Whilst I have a clear wish to learn and develop a new skill, to tap into my creative side and to use photography as a means of nurturing a closer relationship with the world around me, I am aware that there is also an underlying and strong desire to achieve something noteworthy that   I can be recognised for and that will generate a source of income. This immediately triggers a sense of competition and a need to prove myself and be better than anyone else. Whereas the first aims are positive and desirable, the latter seems to feed into my ego and a need to prove myself which risks taking away some of the pleasure of the course and the practice of   the art. I am already aware that I am comparing my photographs unfavourably with those of others and that this is leading me to have negative thoughts. These are long standing issues for me which I will need to work on. It would be helpful for me to adopt a sense of play and experimentation and to develop a range of personal styles rather than get too serious and competitive.

  1. What constitute good photographs and how will I know when I am creating them?

One of the questions that has been highlighted for me from the outset is – just what makes a good photograph? Looking at many of the photographs included in the course notes, I found myself wondering what made many of them stand out for people as good photographs. Many of them did not stand out for me as being anything special and I would not have been very pleased to have taken them. I hope that as I progress through the course I will find out and I will appreciate them more. As it stands at the moment, there are a lot of things that make a photograph stand out for me such as startling colour and / or design, attractive light, unusual or shocking content, telling a story or capturing a special moment. It is clear that the appreciation of photographs can be a very subjective matter for most people and what stands out for one does not necessarily do so for another.

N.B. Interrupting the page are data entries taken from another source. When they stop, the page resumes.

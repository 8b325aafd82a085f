// Convert raw broker payloads into stock levels.
// The sensor hangs 400 cm above the empty floor; one stock unit is 100 cm.

use std::fmt;

use thiserror::Error;

pub const SENSOR_HEIGHT_CM: f64 = 400.0;
pub const CM_PER_UNIT: f64 = 100.0;

#[derive(Debug, Error, PartialEq, Eq)]
pub enum TransformError {
    #[error("payload is not valid UTF-8")]
    NotUtf8,
    #[error("payload {0:?} does not start with an integer")]
    NotNumeric(String),
    #[error("measurement {0:?} is out of range")]
    OutOfRange(String),
}

/// Distance reading in centimetres, as published by the sensor.
#[derive(Debug, Clone, Copy, PartialEq, Eq)]
pub struct Measurement(pub i64);

/// Derived fill level, `(400 - cm) / 100`.
#[derive(Debug, Clone, Copy, PartialEq)]
pub struct StockLevel(pub f64);

impl StockLevel {
    pub fn from_measurement(m: Measurement) -> Self {
        // Done in f64 so extreme readings cannot overflow the subtraction.
        StockLevel((SENSOR_HEIGHT_CM - m.0 as f64) / CM_PER_UNIT)
    }

    pub fn value(&self) -> f64 {
        self.0
    }
}

impl From<Measurement> for StockLevel {
    fn from(m: Measurement) -> Self {
        StockLevel::from_measurement(m)
    }
}

impl fmt::Display for StockLevel {
    // f64's Display already prints the shortest round-trip form ("3", "2.5", "-1").
    fn fmt(&self, f: &mut fmt::Formatter<'_>) -> fmt::Result {
        write!(f, "{}", self.0)
    }
}

/// Read the leading decimal integer of a payload.
///
/// Leading whitespace and an optional sign are accepted, and parsing stops at
/// the first non-digit, so `"150cm"` reads as 150 and `"12.7"` as 12.
pub fn parse_measurement(payload: &[u8]) -> Result<Measurement, TransformError> {
    let text = std::str::from_utf8(payload).map_err(|_| TransformError::NotUtf8)?;
    let trimmed = text.trim_start();

    let sign_len = match trimmed.as_bytes().first() {
        Some(b'+') | Some(b'-') => 1,
        _ => 0,
    };
    let digits_len = trimmed[sign_len..]
        .bytes()
        .take_while(|b| b.is_ascii_digit())
        .count();

    if digits_len == 0 {
        return Err(TransformError::NotNumeric(text.to_string()));
    }

    let number = &trimmed[..sign_len + digits_len];
    number
        .parse::<i64>()
        .map(Measurement)
        .map_err(|_| TransformError::OutOfRange(number.to_string()))
}

#[cfg(test)]
mod tests {
    use super::*;
    use proptest::prelude::*;

    fn level_for(payload: &str) -> StockLevel {
        StockLevel::from(parse_measurement(payload.as_bytes()).unwrap())
    }

    #[test]
    fn test_formula_reference_points() {
        assert_eq!(StockLevel::from(Measurement(100)).value(), 3.0);
        assert_eq!(StockLevel::from(Measurement(400)).value(), 0.0);
        assert_eq!(StockLevel::from(Measurement(500)).value(), -1.0);
        assert_eq!(StockLevel::from(Measurement(150)).value(), 2.5);
        assert_eq!(StockLevel::from(Measurement(250)).value(), 1.5);
    }

    #[test]
    fn test_wire_format() {
        assert_eq!(level_for("100").to_string(), "3");
        assert_eq!(level_for("400").to_string(), "0");
        assert_eq!(level_for("500").to_string(), "-1");
        assert_eq!(level_for("150").to_string(), "2.5");
        assert_eq!(level_for("250").to_string(), "1.5");
        assert_eq!(level_for("333").to_string(), "0.67");
    }

    #[test]
    fn test_parse_leading_integer() {
        assert_eq!(parse_measurement(b"150"), Ok(Measurement(150)));
        assert_eq!(parse_measurement(b"  42\n"), Ok(Measurement(42)));
        assert_eq!(parse_measurement(b"150cm"), Ok(Measurement(150)));
        assert_eq!(parse_measurement(b"12.7"), Ok(Measurement(12)));
        assert_eq!(parse_measurement(b"-20"), Ok(Measurement(-20)));
        assert_eq!(parse_measurement(b"+7"), Ok(Measurement(7)));
    }

    #[test]
    fn test_parse_rejects_non_numeric() {
        assert_eq!(
            parse_measurement(b"abc"),
            Err(TransformError::NotNumeric("abc".into()))
        );
        assert_eq!(parse_measurement(b""), Err(TransformError::NotNumeric("".into())));
        assert_eq!(parse_measurement(b"-"), Err(TransformError::NotNumeric("-".into())));
        assert_eq!(parse_measurement(&[0xff, 0xfe]), Err(TransformError::NotUtf8));
    }

    #[test]
    fn test_parse_out_of_range() {
        let huge = "99999999999999999999999";
        assert_eq!(
            parse_measurement(huge.as_bytes()),
            Err(TransformError::OutOfRange(huge.into()))
        );
    }

    proptest! {
        #[test]
        fn level_inverts_back_to_measurement(cm in -1_000_000i64..1_000_000) {
            let level = StockLevel::from(parse_measurement(cm.to_string().as_bytes()).unwrap());
            let back = SENSOR_HEIGHT_CM - level.value() * CM_PER_UNIT;
            prop_assert!((back - cm as f64).abs() < 1e-6);
        }

        #[test]
        fn higher_reading_means_lower_stock(a in -100_000i64..100_000, b in -100_000i64..100_000) {
            prop_assume!(a < b);
            prop_assert!(StockLevel::from(Measurement(a)).value() > StockLevel::from(Measurement(b)).value());
        }
    }
}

So ……….what do I like? I like the clarity, contrast, scale and grandeur of the work of Ansel Adams( Adams), the dramatic action work of Robert Capa ( and the spontaneous and quirky feel to the photographs of Henri Cartier-Bresson (   I am also inspired by many of the National Geographic and other wildlife, travel and war/ action photographers whose work is in the public eye and I would love to aspire to their level of skill and photo-journalistic achievements.  I will comment more on these in a later Blog.

How will I know when I have begun to take good photographs? I will hopefully get feedback from others who will suddenly start taking an interest in my work. I might even start getting some commissions and sales in time. More importantly in many ways, on a personal level I will get that warm, bubbly glow inside whenever I look at them and the sense of solid confidence that I am making progress and doing something worthwhile.

  1. What sort of photographs would I most like to take?

I want my photographs of wildlife, people, locations and objects to interest, attract, inspire and teach those who see them. I want to try to capture the essence of my subjects, not just their features but also their souls, not just their portraits but also their lives and what makes them special to me. Mostly I know that I will fall short of this vision, but it is my long term goal to work towards creating images that tell stories and influence perception.

In practice, this will mean capturing subjects:- in off guard moments, in action, in their environments, and in magical light. A wildlife painter whose work I have long admired for his ability to capture special images and inspire wonder in nature is Robert Bateman( ) and I will be pleased to capture something of his vision in my images. I will be exploring the work of wildlife and travel photographers throughout the course to see what I can learn from others in terms of techniques and images that really work.

  1. The Challenges.

The world is full of a bewildering array of photographers and photographs. We are surrounded by images all the time and can get blasé about them even though the quality of those images is often breath taking and the skill required to take them is considerable.  The range of ‘essential’ photographic equipment and accessories is also mind boggling nowadays and although it is an exciting time to be taking photographs, it is also a confusing and challenging one. Many (most?) images are now the subject of post-download processing and enhancement through        increasingly complex photo-editing software such that it is hard to know what relation the final image has to the original.

A modern day photographer has to find a path that works for him / her. Working to please oneself is a great way to operate but it does not pay the bills or enable one to upgrade one’s gear! Earning an income from photography puts one in competition with all those other highly skilled professionals with eye-wateringly expensive kit and business drive and it can also mean that one is led into areas of work that do not speak to one’s soul. It is all a balance and a juggling act, but it seems to me that the secret is – if one enjoys it, do it and make it work; if one doesn’t enjoy it, find something else to do. I enjoy it and will try to make it work!!